BEGIN

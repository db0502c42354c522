//! Row Actions
//!
//! Table rows expose their actions as `data-action`/`data-id` attributes
//! instead of inline handlers. A [`RowCommands`] registry is handed to the
//! row renderer (only registered actions get a button) and later receives
//! the parsed [`RowAction`] from the page's click listener.

use std::fmt;

/// An action triggered from a table row
#[derive(Debug, Clone, Copy, PartialEq, Eq)]
pub enum RowAction {
    ViewWork(i64),
    EditTechnician(i64),
}

impl RowAction {
    /// Value of the `data-action` attribute
    pub fn name(&self) -> &'static str {
        match self {
            RowAction::ViewWork(_) => "view-work",
            RowAction::EditTechnician(_) => "edit-technician",
        }
    }

    pub fn id(&self) -> i64 {
        match self {
            RowAction::ViewWork(id) | RowAction::EditTechnician(id) => *id,
        }
    }

    /// Bootstrap icon shown on the action button
    pub fn icon(&self) -> &'static str {
        match self {
            RowAction::ViewWork(_) => "bi-eye",
            RowAction::EditTechnician(_) => "bi-pencil",
        }
    }

    /// Rebuild an action from the attributes of a clicked element
    pub fn parse(name: &str, id: &str) -> Option<Self> {
        let id = id.trim().parse().ok()?;
        match name {
            "view-work" => Some(RowAction::ViewWork(id)),
            "edit-technician" => Some(RowAction::EditTechnician(id)),
            _ => None,
        }
    }

    /// Message shown until the detail/edit dialogs exist
    pub fn placeholder_notice(&self) -> String {
        match self {
            RowAction::ViewWork(id) => format!("Visualizza lavoro ID: {}", id),
            RowAction::EditTechnician(id) => format!("Modifica tecnico ID: {}", id),
        }
    }

    /// Button markup carrying the action attributes
    pub fn button_html(&self) -> String {
        format!(
            r#"<button class="btn btn-sm btn-outline-primary btn-action" data-action="{}" data-id="{}"><i class="bi {}"></i></button>"#,
            self.name(),
            self.id(),
            self.icon()
        )
    }
}

type Handler = Box<dyn Fn(i64)>;

/// Registered handlers for row actions
#[derive(Default)]
pub struct RowCommands {
    view_work: Option<Handler>,
    edit_technician: Option<Handler>,
}

impl RowCommands {
    pub fn new() -> Self {
        Self::default()
    }

    pub fn on_view_work(mut self, handler: impl Fn(i64) + 'static) -> Self {
        self.view_work = Some(Box::new(handler));
        self
    }

    pub fn on_edit_technician(mut self, handler: impl Fn(i64) + 'static) -> Self {
        self.edit_technician = Some(Box::new(handler));
        self
    }

    fn handler(&self, action: &RowAction) -> Option<&Handler> {
        match action {
            RowAction::ViewWork(_) => self.view_work.as_ref(),
            RowAction::EditTechnician(_) => self.edit_technician.as_ref(),
        }
    }

    /// Whether a button should be rendered for this action
    pub fn handles(&self, action: &RowAction) -> bool {
        self.handler(action).is_some()
    }

    /// Run the handler for `action`. Returns false when none is registered.
    pub fn dispatch(&self, action: RowAction) -> bool {
        match self.handler(&action) {
            Some(handler) => {
                tracing::debug!(action = action.name(), id = action.id(), "Row action");
                handler(action.id());
                true
            }
            None => {
                tracing::warn!(action = action.name(), id = action.id(), "No handler for row action");
                false
            }
        }
    }
}

impl fmt::Debug for RowCommands {
    fn fmt(&self, f: &mut fmt::Formatter<'_>) -> fmt::Result {
        f.debug_struct("RowCommands")
            .field("view_work", &self.view_work.is_some())
            .field("edit_technician", &self.edit_technician.is_some())
            .finish()
    }
}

END

Word for word, retype all of the material.

## Expected output
repository db0502c42354c522
//! Row Actions
//!
//! Table rows expose their actions as `data-action`/`data-id` attributes
//! instead of inline handlers. A [`RowCommands`] registry is handed to the
//! row renderer (only registered actions get a button) and later receives
//! the parsed [`RowAction`] from the page's click listener.

use std::fmt;

/// An action triggered from a table row
#[derive(Debug, Clone, Copy, PartialEq, Eq)]
pub enum RowAction {
    ViewWork(i64),
    EditTechnician(i64),
}

impl RowAction {
    /// Value of the `data-action` attribute
    pub fn name(&self) -> &'static str {
        match self {
            RowAction::ViewWork(_) => "view-work",
            RowAction::EditTechnician(_) => "edit-technician",
        }
    }

    pub fn id(&self) -> i64 {
        match self {
            RowAction::ViewWork(id) | RowAction::EditTechnician(id) => *id,
        }
    }

    /// Bootstrap icon shown on the action button
    pub fn icon(&self) -> &'static str {
        match self {
            RowAction::ViewWork(_) => "bi-eye",
            RowAction::EditTechnician(_) => "bi-pencil",
        }
    }

    /// Rebuild an action from the attributes of a clicked element
    pub fn parse(name: &str, id: &str) -> Option<Self> {
        let id = id.trim().parse().ok()?;
        match name {
            "view-work" => Some(RowAction::ViewWork(id)),
            "edit-technician" => Some(RowAction::EditTechnician(id)),
            _ => None,
        }
    }

    /// Message shown until the detail/edit dialogs exist
    pub fn placeholder_notice(&self) -> String {
        match self {
            RowAction::ViewWork(id) => format!("Visualizza lavoro ID: {}", id),
            RowAction::EditTechnician(id) => format!("Modifica tecnico ID: {}", id),
        }
    }

    /// Button markup carrying the action attributes
    pub fn button_html(&self) -> String {
        format!(
            r#"<button class="btn btn-sm btn-outline-primary btn-action" data-action="{}" data-id="{}"><i class="bi {}"></i></button>"#,
            self.name(),
            self.id(),
            self.icon()
        )
    }
}

type Handler = Box<dyn Fn(i64)>;

/// Registered handlers for row actions
#[derive(Default)]
pub struct RowCommands {
    view_work: Option<Handler>,
    edit_technician: Option<Handler>,
}

impl RowCommands {
    pub fn new() -> Self {
        Self::default()
    }

    pub fn on_view_work(mut self, handler: impl Fn(i64) + 'static) -> Self {
        self.view_work = Some(Box::new(handler));
        self
    }

    pub fn on_edit_technician(mut self, handler: impl Fn(i64) + 'static) -> Self {
        self.edit_technician = Some(Box::new(handler));
        self
    }

    fn handler(&self, action: &RowAction) -> Option<&Handler> {
        match action {
            RowAction::ViewWork(_) => self.view_work.as_ref(),
            RowAction::EditTechnician(_) => self.edit_technician.as_ref(),
        }
    }

    /// Whether a button should be rendered for this action
    pub fn handles(&self, action: &RowAction) -> bool {
        self.handler(action).is_some()
    }

    /// Run the handler for `action`. Returns false when none is registered.
    pub fn dispatch(&self, action: RowAction) -> bool {
        match self.handler(&action) {
            Some(handler) => {
                tracing::debug!(action = action.name(), id = action.id(), "Row action");
                handler(action.id());
                true
            }
            None => {
                tracing::warn!(action = action.name(), id = action.id(), "No handler for row action");
                false
            }
        }
    }
}

impl fmt::Debug for RowCommands {
    fn fmt(&self, f: &mut fmt::Formatter<'_>) -> fmt::Result {
        f.debug_struct("RowCommands")
            .field("view_work", &self.view_work.is_some())
            .field("edit_technician", &self.edit_technician.is_some())
            .finish()
    }
}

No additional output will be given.